Ich denke, dass die meisten Menschen zustimmen würden, dass neben oder vielleicht sogar trotz dieser Dinge Liebe, Loyalität und die Erfahrung des fleischlichen Hungers nach einem anderen Wesen ein bedeutender Teil unseres Wesens bleibt. Dies werden immer Dinge sein, die uns dazu bewegen, radikale Entscheidungen zu treffen oder enorme Opfer zu bringen und Handlungen zu unternehmen, von denen wir nicht wussten, dass wir dazu fähig sind.

Romeo und Julia Proben
Romeo und Julia Probe | Foto: Philip Brunnader

Wird es eine klare Rollen-/Besetzungsreihenfolge geben?

Es wird einen Romeo und eine Julia sowie andere erkennbare Charaktere geben, aber in unserem Bestreben, die Geschichte in unsere heutige Zeit zu bringen, hatte ich das Gefühl, dass bestimmte Charaktere aus dem Original keinen Platz in unserem Kontext gefunden haben. Eine bestimmte Rolle kann fast als eine Kombination von zwei Figuren aus dem Original betrachtet werden, die miteinander verschmolzen werden, um eine ganz neue Identität zu schaffen.

Gibt es ein spezielles Konzept für Bühne und Kostüme?

Ja, das gibt es! Das Bühnenbild von Till Kuhnert verankert das Stück in einer nachvollziehbaren Umgebung, die aber gleichzeitig auch ein Element des Surrealen zulässt. Es schafft eine vertraute Landschaft, in der man aber auch die Last unserer Zeit spürt. Die Kostüme von Catherine Voeffray sind in einem naturalistischen, einfachen, wenig mondänen Stil gehalten, verleihen dem Stück aber auch einen leicht erhöhten Sinn für Theatralik. Ich habe das Gefühl, dass sich in ihren Entwürfen sowohl die Komplexität der jüngeren Figuren – ihre Individualität und ihre inneren Konflikte – als auch eine eher unterdrückte und konforme Gesellschaft der Älteren widerspiegelt. Es ist für uns alle wichtig, dass das Bühnenbild und die Kostüme nebeneinander bestehen können und die Choreografie unterstützen, so dass das gesamte Erscheinungsbild einheitlich ist – und kein Element von einem anderen überwältigt wird.

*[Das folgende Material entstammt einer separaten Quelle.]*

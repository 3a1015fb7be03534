use crate::{Adapted, PendingResult, RpcCallerError};
use bitcode::DecodeOwned;
use futures::Stream;
use ipclink_rpc_service::{ReturnShape, ReturnType};
use std::any::type_name;
use std::future::Future;
use std::marker::PhantomData;
use std::pin::Pin;
use std::task::{Context, Poll};

/// A type a declared interface method may return.
///
/// `Output` is what the response payload decodes into; `Self` is what the
/// caller receives once a call adapter has shaped the call.
pub trait RpcReturn: Sized + Send + 'static {
    type Output: DecodeOwned + Send + 'static;

    fn return_type() -> ReturnType;

    fn from_adapted(adapted: Adapted) -> Result<Self, RpcCallerError>;
}

/// Unboxes an adapter's output, failing if the adapter produced something else.
pub fn downcast_adapted<T: 'static>(adapted: Adapted) -> Result<T, RpcCallerError> {
    adapted.downcast::<T>().map(|value| *value).map_err(|_| {
        RpcCallerError::configuration(format!(
            "call adapter did not produce a `{}`",
            type_name::<T>()
        ))
    })
}

/// Implements [`RpcReturn`] for types returned as plain, blocking values.
#[macro_export]
macro_rules! impl_rpc_value {
    ($($ty:ty),* $(,)?) => {
        $(
            impl $crate::RpcReturn for $ty {
                type Output = $ty;

                fn return_type() -> $crate::ipclink_rpc_service::ReturnType {
                    $crate::ipclink_rpc_service::ReturnType::of::<$ty, $ty>(
                        $crate::ipclink_rpc_service::ReturnShape::Value,
                    )
                }

                fn from_adapted(adapted: $crate::Adapted) -> Result<Self, $crate::RpcCallerError> {
                    $crate::downcast_adapted::<$ty>(adapted)
                }
            }
        )*
    };
}

impl_rpc_value!(
    (),
    bool,
    u8,
    u16,
    u32,
    u64,
    u128,
    i8,
    i16,
    i32,
    i64,
    i128,
    f32,
    f64,
    String,
);

impl<T> RpcReturn for Vec<T>
where
    T: DecodeOwned + Send + 'static,
{
    type Output = Vec<T>;

    fn return_type() -> ReturnType {
        ReturnType::of::<Self, Self>(ReturnShape::Value)
    }

    fn from_adapted(adapted: Adapted) -> Result<Self, RpcCallerError> {
        downcast_adapted::<Self>(adapted)
    }
}

impl<T> RpcReturn for Option<T>
where
    T: DecodeOwned + Send + 'static,
{
    type Output = Option<T>;

    fn return_type() -> ReturnType {
        ReturnType::of::<Self, Self>(ReturnShape::Value)
    }

    fn from_adapted(adapted: Adapted) -> Result<Self, RpcCallerError> {
        downcast_adapted::<Self>(adapted)
    }
}

/// Non-blocking result of a method declared to return a future.
///
/// Requires [`FutureCallAdapterFactory`](crate::FutureCallAdapterFactory).
pub struct RpcFuture<T> {
    pending: PendingResult,
    _output: PhantomData<fn() -> T>,
}

impl<T> RpcFuture<T> {
    pub fn new(pending: PendingResult) -> Self {
        Self {
            pending,
            _output: PhantomData,
        }
    }

    pub fn call_id(&self) -> u32 {
        self.pending.call().call_id()
    }

    /// Cancels the underlying call. The future then resolves to
    /// [`RpcCallerError::Cancelled`].
    pub fn cancel(&self) -> bool {
        self.pending.call().cancel()
    }
}

impl<T> RpcReturn for RpcFuture<T>
where
    T: DecodeOwned + Send + 'static,
{
    type Output = T;

    fn return_type() -> ReturnType {
        ReturnType::of::<Self, T>(ReturnShape::Future)
    }

    fn from_adapted(adapted: Adapted) -> Result<Self, RpcCallerError> {
        downcast_adapted::<PendingResult>(adapted).map(RpcFuture::new)
    }
}

impl<T: 'static> Future for RpcFuture<T> {
    type Output = Result<T, RpcCallerError>;

    fn poll(self: Pin<&mut Self>, cx: &mut Context<'_>) -> Poll<Self::Output> {
        let this = self.get_mut();
        Pin::new(&mut this.pending)
            .poll(cx)
            .map(|result| result.and_then(downcast_adapted::<T>))
    }
}

/// Stream form of a call's result: yields it once, then ends.
///
/// Requires [`StreamCallAdapterFactory`](crate::StreamCallAdapterFactory).
pub struct RpcStream<T> {
    pending: Option<PendingResult>,
    call_id: u32,
    _output: PhantomData<fn() -> T>,
}

impl<T> RpcStream<T> {
    pub fn new(pending: PendingResult) -> Self {
        Self {
            call_id: pending.call().call_id(),
            pending: Some(pending),
            _output: PhantomData,
        }
    }

    pub fn call_id(&self) -> u32 {
        self.call_id
    }

    pub fn is_terminated(&self) -> bool {
        self.pending.is_none()
    }
}

impl<T> RpcReturn for RpcStream<T>
where
    T: DecodeOwned + Send + 'static,
{
    type Output = T;

    fn return_type() -> ReturnType {
        ReturnType::of::<Self, T>(ReturnShape::Stream)
    }

    fn from_adapted(adapted: Adapted) -> Result<Self, RpcCallerError> {
        downcast_adapted::<PendingResult>(adapted).map(RpcStream::new)
    }
}

impl<T: 'static> Stream for RpcStream<T> {
    type Item = Result<T, RpcCallerError>;

    fn poll_next(self: Pin<&mut Self>, cx: &mut Context<'_>) -> Poll<Option<Self::Item>> {
        let this = self.get_mut();

        let Some(pending) = this.pending.as_mut() else {
            return Poll::Ready(None);
        };

        match Pin::new(pending).poll(cx) {
            Poll::Ready(result) => {
                this.pending = None;
                Poll::Ready(Some(result.and_then(downcast_adapted::<T>)))
            }
            Poll::Pending => Poll::Pending,
        }
    }
}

Wie gehst du an die Musik heran? Du arbeitest hier mit dem Bruckner Orchester unter der Musikalischen Leitung von Marc Reibel zusammen. Beziehst du dich auf die Originalpartitur von Sergej Prokofjew?

Ja, es ist ein echtes Vergnügen, mit der Originalpartitur von Prokofjew zu arbeiten, und bis jetzt war es eine wunderbare Zusammenarbeit mit Marc Reibel, um zu entscheiden, welche Teile dieser Partitur wir verwenden werden. Natürlich müssen wir einige Teile auslassen, um einen Abend von ca. 75 Minuten zu kreieren, und es war faszinierend, gemeinsam herauszufinden, wie man die Originalpartitur sowohl harmonisch, dynamisch als auch dramaturgisch am besten bearbeiten kann.